# CPE695 Final Project for Team 1: <br>
**Group Members**: Ronald "Joey" Rupert, Andrew Greensweight, Michael Salek <br><br>
**Problem Statement:** <br>
The quality of AI-generated images has rapidly increased, leading to concerns of authenticity and trustworthiness. The aim of this project is to investigate whether computer vision techniques can effectively detect when images have been generated by AI. By addressing this problem, we can contribute to the development of algorithms that enhance the authenticity verification of images.
<br>
<br>
**Information on Dataset:** <br>
 https://www.kaggle.com/datasets/birdy654/cifake-real-and-ai-generated-synthetic-images
The dataset contains two classes - REAL and FAKE. For REAL, the images are collected from Krizhevsky & Hinton's CIFAR-10 dataset. For the FAKE images, they were generated to be the  equivalent of CIFAR-10 with Stable Diffusion version 1.4.There are 100,000 images for training (50k per class) and 20,000 for testing (10k per class).
<br>


# Content in this .ipynb file:


*   Loading in the data
*   Pre-Processing the data
*   One of three algorithms (K-NN Clustering)
*   Results of K-NN Clustering
<br>




# Loading in the Data
Author: Andrew Greensweight

In [3]:
import os
import cv2
import numpy as np
from skimage.io import imread
from skimage.transform import resize
from sklearn.model_selection import train_test_split
from sklearn.neighbors import KNeighborsClassifier
from google.colab import drive

#Currently using 5k real and 5k fake images for the training set because it was too much data to upload to Colab
#The test set consists of 1.5k real images and 1.5k fake images
real_folder_0 = "/content/drive/MyDrive/CPE 695 - Summer 2023/Smaller Dataset for Final Project/real_0"
fake_folder_0 = "/content/drive/MyDrive/CPE 695 - Summer 2023/Smaller Dataset for Final Project/fake_0"

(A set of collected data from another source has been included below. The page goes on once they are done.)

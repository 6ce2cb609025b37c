// tests/integration/organizations.rs

use kbm_service::models::{unix_now, Organization, RecordStatus};
use kbm_service::services::organization::{ORGANIZATION_DELETED, ORGANIZATION_UPDATED};
use kbm_service::{ErrorCode, QueryParams};
use tokio_test::{assert_err, assert_ok};

use crate::setup;

#[tokio::test]
async fn create_returns_positive_id() {
    let (_, organizations, _) = setup();

    let id = assert_ok!(organizations.create("New Organization", "123 Main St").await);
    assert!(id > 0);

    let other = assert_ok!(organizations.create("Another Organization", "").await);
    assert_ne!(id, other);
}

#[tokio::test]
async fn create_without_name_is_rejected() {
    let (store, organizations, _) = setup();

    for name in ["", "   "] {
        let err = assert_err!(organizations.create(name, "123 Main St").await);
        assert_eq!(err.code(), ErrorCode::InvalidArgument);
        assert_eq!(err.to_string(), "Organization name is required.");
    }

    assert!(assert_ok!(store.organizations.find_by_id(1).await).is_none());
}

#[tokio::test]
async fn duplicate_name_is_rejected_until_deleted() {
    let (_, organizations, _) = setup();

    let first = assert_ok!(organizations.create("Acme", "1 Rd").await);
    assert_eq!(first, 1);

    let err = assert_err!(organizations.create("Acme", "").await);
    assert_eq!(err.code(), ErrorCode::AlreadyExists);

    let message = assert_ok!(organizations.delete(first).await);
    assert_eq!(message, "Organization deleted successfully.");

    let err = assert_err!(organizations.get(first).await);
    assert_eq!(err.code(), ErrorCode::NotFound);

    let second = assert_ok!(organizations.create("Acme", "").await);
    assert!(second > first);
}

#[tokio::test]
async fn get_returns_stored_fields() {
    let (store, organizations, _) = setup();
    let seeded = assert_ok!(
        store
            .organizations
            .insert(Organization::new("Test Org", Some("123 Main St".to_string()), 1_700_000_000))
            .await
    );

    let organization = assert_ok!(organizations.get(seeded.id).await);

    assert_eq!(organization.name, "Test Org");
    assert_eq!(organization.address_or_empty(), "123 Main St");
    assert_eq!(organization.created_at, 1_700_000_000);
}

#[tokio::test]
async fn get_missing_or_deleted_is_not_found() {
    let (store, organizations, _) = setup();

    let err = assert_err!(organizations.get(999).await);
    assert_eq!(err.code(), ErrorCode::NotFound);

    let mut deleted = Organization::new("Deleted Org", None, unix_now());
    deleted.mark_deleted(unix_now());
    let deleted = assert_ok!(store.organizations.insert(deleted).await);

    let err = assert_err!(organizations.get(deleted.id).await);
    assert_eq!(err.code(), ErrorCode::NotFound);
}

#[tokio::test]
async fn update_overwrites_name_and_address_only() {
    let (store, organizations, _) = setup();
    let seeded = assert_ok!(
        store
            .organizations
            .insert(Organization::new("Org to Update", Some("Old Address".to_string()), 42))
            .await
    );

    let message = assert_ok!(organizations.update(seeded.id, "Updated Org", "New Address").await);
    assert_eq!(message, ORGANIZATION_UPDATED);

    let stored = assert_ok!(store.organizations.find_by_id(seeded.id).await).unwrap();
    assert_eq!(stored.id, seeded.id);
    assert_eq!(stored.created_at, 42);
    assert_eq!(stored.name, "Updated Org");
    assert_eq!(stored.address.as_deref(), Some("New Address"));
    assert!(stored.updated_at.is_some_and(|t| t > 0));
    assert_eq!(stored.status, RecordStatus::Active);
}

#[tokio::test]
async fn update_rejects_missing_deleted_and_blank_name() {
    let (_, organizations, _) = setup();

    let err = assert_err!(organizations.update(999, "Non-existent Org", "Address").await);
    assert_eq!(err.code(), ErrorCode::NotFound);

    let id = assert_ok!(organizations.create("Keep", "").await);
    let err = assert_err!(organizations.update(id, "", "Address").await);
    assert_eq!(err.code(), ErrorCode::InvalidArgument);

    let unchanged = assert_ok!(organizations.get(id).await);
    assert_eq!(unchanged.name, "Keep");

    assert_ok!(organizations.delete(id).await);
    let err = assert_err!(organizations.update(id, "Renamed", "").await);
    assert_eq!(err.code(), ErrorCode::NotFound);
}

#[tokio::test]
async fn delete_is_soft_and_not_repeatable() {
    let (store, organizations, _) = setup();
    let id = assert_ok!(organizations.create("Org to Delete", "Address").await);

    let message = assert_ok!(organizations.delete(id).await);
    assert_eq!(message, ORGANIZATION_DELETED);

    let stored = assert_ok!(store.organizations.find_by_id(id).await).unwrap();
    assert!(!stored.is_live());
    assert!(stored.status.deleted_at().is_some_and(|t| t > 0));

    let err = assert_err!(organizations.delete(id).await);
    assert_eq!(err.code(), ErrorCode::NotFound);

    let err = assert_err!(organizations.delete(999).await);
    assert_eq!(err.code(), ErrorCode::NotFound);
}

#[tokio::test]
async fn query_pages_live_matches() {
    let (_, organizations, _) = setup();
    for name in ["Delta", "Alpha", "Echo", "Charlie", "Bravo"] {
        assert_ok!(organizations.create(name, "Main Street").await);
    }
    let doomed = assert_ok!(organizations.create("Zulu", "Main Street").await);
    assert_ok!(organizations.delete(doomed).await);

    let result = assert_ok!(organizations.query(&QueryParams::new("", "Name", 2, 2)).await);

    let names: Vec<_> = result.items.iter().map(|o| o.name.as_str()).collect();
    assert_eq!(names, vec!["Charlie", "Delta"]);
    assert_eq!(result.total, 5);
    assert_eq!(result.page, 2);
    assert_eq!(result.page_size, 2);

    let last = assert_ok!(organizations.query(&QueryParams::new("", "Name", 3, 2)).await);
    assert_eq!(last.items.len(), 1);
    assert_eq!(last.total, 5);
}

#[tokio::test]
async fn query_filters_by_name_or_address() {
    let (_, organizations, _) = setup();
    assert_ok!(organizations.create("Acme", "1 Rd").await);
    assert_ok!(organizations.create("Globex", "Acme Tower").await);
    assert_ok!(organizations.create("Initech", "2 Rd").await);

    let result = assert_ok!(organizations.query(&QueryParams::new("Acme", "Name", 1, 10)).await);
    assert_eq!(result.total, 2);

    let result = assert_ok!(organizations.query(&QueryParams::new("Rd", "", 1, 10)).await);
    assert_eq!(result.total, 2);

    // пробелы — без фильтра
    let result = assert_ok!(organizations.query(&QueryParams::new("  ", "", 1, 10)).await);
    assert_eq!(result.total, 3);
}

#[tokio::test]
async fn query_defaults_to_creation_order() {
    let (store, organizations, _) = setup();
    for (name, created_at) in [("Late", 300), ("Early", 100), ("Middle", 200)] {
        assert_ok!(
            store
                .organizations
                .insert(Organization::new(name, None, created_at))
                .await
        );
    }

    let result = assert_ok!(organizations.query(&QueryParams::new("", "CreatedAt", 1, 10)).await);
    let names: Vec<_> = result.items.iter().map(|o| o.name.as_str()).collect();

    assert_eq!(names, vec!["Early", "Middle", "Late"]);
}

#[tokio::test]
async fn query_rejects_bad_paging() {
    let (_, organizations, _) = setup();

    let err = assert_err!(organizations.query(&QueryParams::new("", "Name", 0, 10)).await);
    assert_eq!(err.code(), ErrorCode::InvalidArgument);

    let err = assert_err!(organizations.query(&QueryParams::new("", "Name", 1, 0)).await);
    assert_eq!(err.code(), ErrorCode::InvalidArgument);
}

test_real_folder = "/content/drive/MyDrive/CPE 695 - Summer 2023/Smaller Dataset for Final Project/test_real_0"
test_fake_folder = "/content/drive/MyDrive/CPE 695 - Summer 2023/Smaller Dataset for Final Project/test_fake_0"

def load_images_from_folder(folder):
    images = []
    labels = []
    for filename in os.listdir(folder):
        if filename.endswith(".jpg"):
            image = cv2.imread(os.path.join(folder, filename))
            image = cv2.cvtColor(image, cv2.COLOR_BGR2RGB)  # Convert BGR to RGB
            images.append(image)
            labels.append("real" if "real" in folder else "fake")  # Assign labels based on the folder name
    return images, labels


# Load real images and labels
real_images, real_labels = load_images_from_folder(real_folder_0)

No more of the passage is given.